Reykjavik's Best Restaurants - Fish Company 

What this fish restaurant lacks in imagination regarding nomenclature, it makes up for in taste and quality. Considered one of the best restaurants in Iceland, if you take a trip here you will not be disappointed. Owner and master chef Lárus Gunnar Jónasson prides himself on creating a culinary mix of cultures. According to the website, the dishes are “influenced by Nordic fusion, but grounded in solid Icelandic cuisine”. A quick glance at the menu also reveals fare inspired by far-flung destinations such as Hong Kong and Argentina.

Fish Company Contact Information
Vesturgata 2a, Grófartorg, 101 Reykjavík, Iceland
Phone: +354 552 5300

Chef drizzling sauce over dish at one of Reykjavik's best restaurants

Reykjavik's Best Restaurants - Dill Restaurant 

As the first Icelandic restaurant to receive a Michelin star, this fine dining establishment is a source of pride for the whole island.
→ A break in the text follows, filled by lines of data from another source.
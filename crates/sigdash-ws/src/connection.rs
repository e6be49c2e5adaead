//! Push connection manager.
//!
//! Handles connection lifecycle, automatic reconnection with exponential
//! backoff, Socket.IO namespace handshake and `new_signal` forwarding.

use crate::error::{WsError, WsResult};
use crate::heartbeat::HeartbeatManager;
use crate::message::{parse_frame, Frame, Framing, ENGINE_PONG, NAMESPACE_CONNECT};
use futures_util::stream::SplitSink;
use futures_util::{SinkExt, StreamExt};
use parking_lot::RwLock;
use serde::{Deserialize, Serialize};
use sigdash_core::{PushEvent, PushStatus};
use std::sync::Arc;
use std::time::Duration;
use tokio::net::TcpStream;
use tokio::sync::mpsc;
use tokio_tungstenite::{
    connect_async_tls_with_config, tungstenite::Message, MaybeTlsStream, WebSocketStream,
};
use tokio_util::sync::CancellationToken;
use tracing::{debug, error, info, warn};

type WsSink = SplitSink<WebSocketStream<MaybeTlsStream<TcpStream>>, Message>;

/// Connection configuration.
#[derive(Debug, Clone, Serialize, Deserialize)]
pub struct ConnectionConfig {
    /// WebSocket URL. For Socket.IO servers this is the Engine.IO endpoint,
    /// e.g. `ws://host:5000/socket.io/?EIO=4&transport=websocket`.
    pub url: String,
    /// Wire framing.
    #[serde(default)]
    pub framing: Framing,
    /// Event name carrying signals.
    #[serde(default = "default_event_name")]
    pub event_name: String,
    /// Maximum reconnection attempts (0 = infinite).
    #[serde(default)]
    pub max_reconnect_attempts: u32,
    /// Base delay for exponential backoff.
    #[serde(default = "default_reconnect_base_delay_ms")]
    pub reconnect_base_delay_ms: u64,
    /// Maximum delay for exponential backoff.
    #[serde(default = "default_reconnect_max_delay_ms")]
    pub reconnect_max_delay_ms: u64,
    /// Heartbeat interval (overridden by the Socket.IO open packet).
    #[serde(default = "default_heartbeat_interval_ms")]
    pub heartbeat_interval_ms: u64,
    /// Heartbeat grace period on top of the interval.
    #[serde(default = "default_heartbeat_timeout_ms")]
    pub heartbeat_timeout_ms: u64,
}

fn default_event_name() -> String {
    "new_signal".to_string()
}

fn default_reconnect_base_delay_ms() -> u64 {
    1000
}

fn default_reconnect_max_delay_ms() -> u64 {
    60000
}

fn default_heartbeat_interval_ms() -> u64 {
    25000
}

fn default_heartbeat_timeout_ms() -> u64 {
    20000
}

impl Default for ConnectionConfig {
    fn default() -> Self {
        Self {
            url: String::new(),
            framing: Framing::default(),
            event_name: default_event_name(),
            max_reconnect_attempts: 0, // Infinite
            reconnect_base_delay_ms: default_reconnect_base_delay_ms(),
            reconnect_max_delay_ms: default_reconnect_max_delay_ms(),
            heartbeat_interval_ms: default_heartbeat_interval_ms(),
            heartbeat_timeout_ms: default_heartbeat_timeout_ms(),
        }
    }
}

/// Push connection manager.
pub struct ConnectionManager {
    config: ConnectionConfig,
    state: Arc<RwLock<PushStatus>>,
    heartbeat: Arc<HeartbeatManager>,
    event_tx: mpsc::Sender<PushEvent>,
    reconnect_count: Arc<RwLock<u32>>,
    /// Cancellation token for graceful shutdown.
    shutdown_token: CancellationToken,
}

impl ConnectionManager {
    /// Create a new connection manager.
    pub fn new(config: ConnectionConfig, event_tx: mpsc::Sender<PushEvent>) -> Self {
        Self::with_shutdown(config, event_tx, CancellationToken::new())
    }

    /// Create a connection manager bound to an existing session token.
    pub fn with_shutdown(
        config: ConnectionConfig,
        event_tx: mpsc::Sender<PushEvent>,
        shutdown_token: CancellationToken,
    ) -> Self {
        let heartbeat = Arc::new(HeartbeatManager::new(
            config.heartbeat_interval_ms,
            config.heartbeat_timeout_ms,
        ));
        Self {
            config,
            state: Arc::new(RwLock::new(PushStatus::Disconnected)),
            heartbeat,
            event_tx,
            reconnect_count: Arc::new(RwLock::new(0)),
            shutdown_token,
        }
    }

    /// Get current connection state.
    pub fn state(&self) -> PushStatus {
        *self.state.read()
    }

    /// Consecutive failed attempts since the last successful connection.
    pub fn reconnect_count(&self) -> u32 {
        *self.reconnect_count.read()
    }

    /// Signal graceful shutdown.
    pub fn shutdown(&self) {
        info!("Push connection shutdown requested");
        self.shutdown_token.cancel();
    }

    /// Check if shutdown has been requested.
    pub fn is_shutdown(&self) -> bool {
        self.shutdown_token.is_cancelled()
    }

    /// Connect and run the message loop until shutdown.
    ///
    /// Returns `Err` only when `max_reconnect_attempts` is exhausted.
    pub async fn connect(&self) -> WsResult<()> {
        let result = self.connect_with_retry().await;
        self.set_state(PushStatus::Disconnected).await;
        result
    }

    async fn connect_with_retry(&self) -> WsResult<()> {
        loop {
            if self.is_shutdown() {
                info!("Shutdown requested, exiting connect loop");
                return Ok(());
            }

            self.set_state(PushStatus::Connecting).await;

            match self.try_connect().await {
                Ok(()) => {
                    info!("Push connection closed");
                }
                Err(WsError::ReceiverDropped) => {
                    info!("Event receiver dropped, stopping push connection");
                    return Ok(());
                }
                Err(e) => {
                    error!(error = %e, "Push connection error");
                }
            }

            if self.is_shutdown() {
                info!("Shutdown requested after disconnect, not reconnecting");
                return Ok(());
            }

            let attempt = self.reconnect_count().saturating_add(1);
            *self.reconnect_count.write() = attempt;

            if self.config.max_reconnect_attempts > 0
                && attempt >= self.config.max_reconnect_attempts
            {
                error!(attempt, "Max reconnection attempts reached");
                return Err(WsError::ConnectionFailed(
                    "Max reconnection attempts reached".to_string(),
                ));
            }

            self.set_state(PushStatus::Reconnecting).await;

            let delay = self.calculate_backoff_delay(attempt);
            warn!(attempt, delay_ms = delay.as_millis(), "Reconnecting push channel");

            tokio::select! {
                () = tokio::time::sleep(delay) => {}
                () = self.shutdown_token.cancelled() => {
                    info!("Shutdown requested during backoff, exiting");
                    return Ok(());
                }
            }
        }
    }

    async fn try_connect(&self) -> WsResult<()> {
        info!(url = %self.config.url, framing = ?self.config.framing, "Connecting push channel");

        let (ws_stream, _response) =
            connect_async_tls_with_config(&self.config.url, None, true, None).await?;
        let (mut write, mut read) = ws_stream.split();

        *self.reconnect_count.write() = 0;
        self.heartbeat.reset();

        // Socket.IO is only usable once the namespace handshake completes.
        if self.config.framing == Framing::Json {
            self.set_state(PushStatus::Connected).await;
        }
        info!("Push WebSocket connected");

        loop {
            tokio::select! {
                () = self.shutdown_token.cancelled() => {
                    info!("Shutdown signal received in push loop");
                    if let Err(e) = write.send(Message::Close(None)).await {
                        warn!(error = %e, "Failed to send Close frame during shutdown");
                    }
                    return Ok(());
                }

                msg = read.next() => {
                    match msg {
                        Some(Ok(Message::Text(text))) => {
                            self.handle_text_message(&text, &mut write).await?;
                        }
                        Some(Ok(Message::Ping(data))) => {
                            self.heartbeat.record_message();
                            write.send(Message::Pong(data)).await?;
                        }
                        Some(Ok(Message::Pong(_))) => {
                            self.heartbeat.record_pong();
                        }
                        Some(Ok(Message::Close(frame))) => {
                            let (code, reason) = frame
                                .map(|f| (f.code.into(), f.reason.to_string()))
                                .unwrap_or((1000, "Normal close".to_string()));
                            warn!(code, %reason, "Push channel closed by server");
                            return Err(WsError::ConnectionClosed { code, reason });
                        }
                        Some(Err(e)) => {
                            error!(error = %e, "Push channel read error");
                            return Err(e.into());
                        }
                        None => {
                            warn!("Push stream ended");
                            return Ok(());
                        }
                        _ => {}
                    }
                }

                () = self.heartbeat.wait_for_check() => {
                    if self.heartbeat.is_timed_out() {
                        error!(
                            silent_ms = self.heartbeat.time_since_last_message_ms(),
                            "Push heartbeat timeout"
                        );
                        return Err(WsError::HeartbeatTimeout);
                    }

                    // Socket.IO servers drive the ping themselves.
                    if self.config.framing == Framing::Json && self.heartbeat.should_send_heartbeat() {
                        write.send(Message::Ping(Vec::new())).await?;
                        self.heartbeat.record_ping();
                        debug!("Sent heartbeat ping");
                    }
                }
            }
        }
    }

    async fn handle_text_message(&self, text: &str, write: &mut WsSink) -> WsResult<()> {
        self.heartbeat.record_message();

        let frame = match parse_frame(text, self.config.framing) {
            Ok(frame) => frame,
            Err(e) => {
                warn!(error = %e, frame = %truncate(text, 120), "Ignoring undecodable push frame");
                return Ok(());
            }
        };

        match frame {
            Frame::Open(open) => {
                debug!(sid = %open.sid, "Engine.IO open received, joining namespace");
                self.heartbeat
                    .configure(open.ping_interval_ms, open.ping_timeout_ms);
                write.send(Message::Text(NAMESPACE_CONNECT.to_string())).await?;
            }
            Frame::Ping => {
                write.send(Message::Text(ENGINE_PONG.to_string())).await?;
            }
            Frame::Pong => {
                self.heartbeat.record_pong();
            }
            Frame::NamespaceConnected => {
                info!("Socket.IO namespace joined");
                self.set_state(PushStatus::Connected).await;
            }
            Frame::NamespaceDisconnected | Frame::Close => {
                return Err(WsError::ConnectionClosed {
                    code: 1000,
                    reason: "Server closed the session".to_string(),
                });
            }
            Frame::ConnectError(message) => {
                return Err(WsError::SubscriptionError(message));
            }
            Frame::Event { name, payload } => {
                if name == self.config.event_name {
                    self.forward(PushEvent::Signal(payload)).await?;
                } else {
                    debug!(event = %name, "Ignoring push event");
                }
            }
            Frame::Ignored => {}
        }

        Ok(())
    }

    async fn forward(&self, event: PushEvent) -> WsResult<()> {
        self.event_tx
            .send(event)
            .await
            .map_err(|_| WsError::ReceiverDropped)
    }

    async fn set_state(&self, status: PushStatus) {
        let previous = std::mem::replace(&mut *self.state.write(), status);
        if previous != status {
            debug!(from = %previous, to = %status, "Push status changed");
            if self.event_tx.send(PushEvent::Status(status)).await.is_err() {
                debug!("Status receiver dropped");
            }
        }
    }

    fn calculate_backoff_delay(&self, attempt: u32) -> Duration {
        let base = self.config.reconnect_base_delay_ms;
        let max = self.config.reconnect_max_delay_ms;

        // base * 2^(attempt-1), capped
        let exponent = attempt.saturating_sub(1).min(10);
        let delay = base.saturating_mul(1u64 << exponent);
        let delay = delay.min(max);

        let jitter = rand_jitter(base.min(1000));
        Duration::from_millis(delay + jitter)
    }
}

/// Generate random jitter in `0..bound` ms.
fn rand_jitter(bound: u64) -> u64 {
    use std::time::{SystemTime, UNIX_EPOCH};
    if bound == 0 {
        return 0;
    }
    let nanos = SystemTime::now()
        .duration_since(UNIX_EPOCH)
        .map(|d| d.subsec_nanos())
        .unwrap_or(0);
    u64::from(nanos) % bound
}

fn truncate(text: &str, max_chars: usize) -> String {
    text.chars().take(max_chars).collect()
}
Reykjavik’s Dill restaurant offers food and wine pairings in order to help you have an unforgettable dining experience. Considered New Nordic cuisine, Dill is one of the more high-end restaurant options in Reykjavik and its popularity continues to grow. We recommend booking in advance in order to secure a table.

Dill Restaurant Contact Information
Hverfisgata 12, 101 Reykjavík, Iceland
Phone: +354 552 1522

Wherever you decide to dine, we’re sure you’ll have a great meal. Please let us know what you think and if you have any additional restaurant recommendations for Reykjavik. We'd love to hear them.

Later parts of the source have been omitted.